I became paranoid and carefully protected every entry, allowing only ten of my trusted friends to have access. More and more of my entries were made private, just in case I wanted to discuss anything even one of my very trusted friends wouldn't approve of. Very soon, I might as well have been keeping a written journal. The very allure of blogging was how shockingly exhibitionist it felt, but nobody wants to be an exhibitionist with their grandma in the room-- that sort of display is for strangers. So I very carefully made a new xanga, with a new screen name I'd never used before, with no reference at all to my old site or my real self. I moved my journal over to it and discreetly invited a few of my old friends from the forum to read my new-improved site. I maintained my old xanga with just a shadow of its former entries to keep up the illusion that I was still writing there. All was well.

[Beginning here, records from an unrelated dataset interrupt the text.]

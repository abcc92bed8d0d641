use assert_cmd::Command;
use predicates::prelude::*;
use std::fs;
use tempfile::TempDir;

fn dirtools() -> Command {
    let mut cmd = Command::cargo_bin("dirtools").unwrap();
    cmd.args(["--output-format", "plain", "--no-progress"]);
    cmd
}

#[test]
fn size_reports_megabytes() {
    let temp_dir = TempDir::new().unwrap();
    fs::create_dir(temp_dir.path().join("nested")).unwrap();
    fs::write(temp_dir.path().join("half.bin"), vec![0u8; 524_288]).unwrap();
    fs::write(temp_dir.path().join("nested").join("half.dat"), vec![0u8; 524_288]).unwrap();

    dirtools()
        .arg("size")
        .arg(temp_dir.path())
        .assert()
        .success()
        .stdout(predicate::str::contains("Folder size: 1.00 MB"));
}

#[test]
fn size_of_missing_folder_fails_without_output() {
    dirtools()
        .args(["size", "/definitely/missing/folder"])
        .assert()
        .code(3)
        .stdout(predicate::str::is_empty())
        .stderr(predicate::str::contains("does not exist"));
}

#[test]
fn group_export_writes_csv() {
    let temp_dir = TempDir::new().unwrap();
    let data = temp_dir.path().join("data");
    fs::create_dir(&data).unwrap();
    fs::write(data.join("a.txt"), "hello").unwrap();
    fs::write(data.join("b.txt"), "world").unwrap();
    fs::write(data.join("c.log"), "x").unwrap();
    let export = temp_dir.path().join("groups.csv");

    dirtools()
        .arg("group")
        .arg(&data)
        .arg("--export")
        .arg(&export)
        .assert()
        .success();

    let csv = fs::read_to_string(&export).unwrap();
    let lines: Vec<&str> = csv.lines().collect();
    assert_eq!(lines[0], "Name,FileCount,TotalSizeMB");
    assert_eq!(lines[1], "\".txt\",2,\"0.00 MB\"");
    assert_eq!(lines[2], "\".log\",1,\"0.00 MB\"");
}

#[test]
fn group_prints_table_without_export() {
    let temp_dir = TempDir::new().unwrap();
    fs::write(temp_dir.path().join("a.rs"), "fn main() {}").unwrap();

    dirtools()
        .arg("group")
        .arg(temp_dir.path())
        .assert()
        .success()
        .stdout(predicate::str::contains(".rs"));
}

#[test]
fn find_then_delete_reports_partial_failure() {
    let temp_dir = TempDir::new().unwrap();
    let data = temp_dir.path().join("data");
    fs::create_dir_all(data.join("sub")).unwrap();
    fs::write(data.join("one.tmp"), "1").unwrap();
    fs::write(data.join("sub").join("two.tmp"), "22").unwrap();
    fs::write(data.join("keep.txt"), "keep").unwrap();
    let manifest = temp_dir.path().join("manifest.txt");

    dirtools()
        .arg("find")
        .arg(&data)
        .arg("tmp")
        .arg("--output")
        .arg(&manifest)
        .assert()
        .success();

    let content = fs::read_to_string(&manifest).unwrap();
    assert!(content.starts_with("size: 0.00 KB,\rfiles: 2\r\n---\n"));

    fs::remove_file(data.join("one.tmp")).unwrap();

    dirtools()
        .arg("delete")
        .arg(&manifest)
        .assert()
        .code(2)
        .stdout(predicate::str::contains("Deleted 1 file(s), 1 failure(s)"));

    assert!(!data.join("sub").join("two.tmp").exists());
    assert!(data.join("keep.txt").exists());
}

#[test]
fn find_lists_matches_on_console() {
    let temp_dir = TempDir::new().unwrap();
    fs::write(temp_dir.path().join("a.log"), "abc").unwrap();
    fs::write(temp_dir.path().join("b.txt"), "abc").unwrap();

    dirtools()
        .arg("find")
        .arg(temp_dir.path())
        .arg(".log")
        .assert()
        .success()
        .stdout(predicate::str::contains("files: 1"))
        .stdout(predicate::str::contains("a.log"))
        .stdout(predicate::str::contains("b.txt").not());
}

#[test]
fn find_rejects_empty_extension() {
    let temp_dir = TempDir::new().unwrap();

    dirtools()
        .arg("find")
        .arg(temp_dir.path())
        .arg("")
        .assert()
        .code(4);
}

#[test]
fn delete_with_missing_manifest_fails() {
    dirtools()
        .args(["delete", "/definitely/missing/manifest.txt"])
        .assert()
        .code(3);
}

#[test]
fn init_config_writes_sample() {
    let temp_dir = TempDir::new().unwrap();
    let config_path = temp_dir.path().join("dirtools.toml");

    dirtools()
        .arg("init-config")
        .arg(&config_path)
        .assert()
        .success();

    let content = fs::read_to_string(&config_path).unwrap();
    assert!(content.contains("[manifest]"));
}

#[test]
fn invalid_config_file_is_reported() {
    let temp_dir = TempDir::new().unwrap();
    let config_path = temp_dir.path().join("broken.toml");
    fs::write(&config_path, "[scan]\nmax_depth = 0\n").unwrap();

    dirtools()
        .arg("--config")
        .arg(&config_path)
        .arg("size")
        .arg(temp_dir.path())
        .assert()
        .code(6);
}

#[test]
fn group_of_empty_folder_still_reports() {
    let temp_dir = TempDir::new().unwrap();

    dirtools()
        .arg("group")
        .arg(temp_dir.path())
        .assert()
        .success()
        .stdout(predicate::str::contains("Name"))
        .stdout(predicate::str::contains("No files under"));
}

#[test]
fn group_export_failure_keeps_table() {
    let temp_dir = TempDir::new().unwrap();
    let data = temp_dir.path().join("data");
    fs::create_dir(&data).unwrap();
    fs::write(data.join("a.txt"), "hello").unwrap();
    let export = temp_dir.path().join("missing").join("groups.csv");

    dirtools()
        .arg("group")
        .arg(&data)
        .arg("--export")
        .arg(&export)
        .assert()
        .code(5)
        .stdout(predicate::str::contains(".txt"))
        .stderr(predicate::str::contains("Could not write"));

    assert!(!export.exists());
}

#[test]
fn verbose_missing_folder_keeps_stdout_empty() {
    dirtools()
        .args(["-v", "size", "/definitely/missing/folder"])
        .assert()
        .code(3)
        .stdout(predicate::str::is_empty())
        .stderr(predicate::str::contains("STARTING"));
}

And then I received a disciplinary action at work. At the time I was working (just over the summer) at a church-based summer camp as a lifeguard and part-time counselor. It was a job I really enjoyed for the contact with the kids, and just the break in regular life. It was like a working vacation. But when I got called into the camp office to discuss my use of inappropriate language on the internet, it was anything but a good dream. The decision had been reached, they told me, not to fire me; but they did want to make clear that this sort of language was unacceptable for one of their staff, in or out of work. My reputation was damaged and I was going to be closely monitored during the remainder of the summer to ensure I wasn't a bad influence on the kids. The entry they referenced was from my new, secret xanga.
I didn't blog much for more than a year. Kept up appearances on my original xanga, and killed the secret site. Then I found GameSpot, a site so niche nobody from my real life will find me here, and so family friendly that I'm not even tempted to get into anything that needs protecting here. This is the perfect fit, challenging my more academic writing and allowing me to build some friendships without feeling that need for overemotional ramblings that pervade networking sites like myspace.com and Facebook.
The point of this longwinded story, of course, is the complete shattering of the illusion that what I do online doesn't matter. There's a common perception that the realm of online is free from interference from the real world, protected somehow. It's Draqq's magic circle working in reverse. We are protected from the inappropriate content of certain games by the closed off and mutually understood nature of play, but where is the return protection my actions in a closed sphere have from my everyday life? Isn't that the way the barrier works? Puppies don't act aggressive with their superiors when they're not playing, but as a logical consequence, they're not disciplined for the agression they've shown in play. Maybe in previous years, before internet access was something everybody's grandma had, this would have been true. Maybe back in the days where IRC and ICQ were the ways you connected, and xanga, myspace, and Facebook had yet to be dreamed up, before MMOs made "out of character" the standard, it would have been possible to have your life online only intrude on reality when you chose for it to do so.
The only spheres where the separation is complete are those where you're all alone. You can't have outside intrusions interfere with your enjoyment of Final Fantasy X--there's no other player there to spill secrets, refuse to cooperate, or report you to your boss. But even in the range of the completely isolated you can't be guaranteed not to have any outside intrusions. Otherwise why did I have to limit myself to my own blog and the blogs of a trusted few friend during the days leading up to Harry Potter and the Deathly Hallows' release? Like most everyone who wanted to experience the book firsthand, I had to seriously limit my online activities to avoid the everpresent spoiler. Even email wasn't safe, and I know Korubi had the ending of the Half-Blood Prince spoiled on the main page of GameSpot's forums. I strenuously avoided all mention of the book on my own blog to avoid drawing stray comments, and limited myself strictly to the sites of those friends I knew were doing the same.
There's no circle that allows me to disconnect from my real life by going online, and no way left to keep my online self protected from encroachment by my real life connections. So how connected is too connected, and what's become of a private space where you can share a bit with friends and know it will end there? And what's to become of these separate circles--or is the line completely blurred?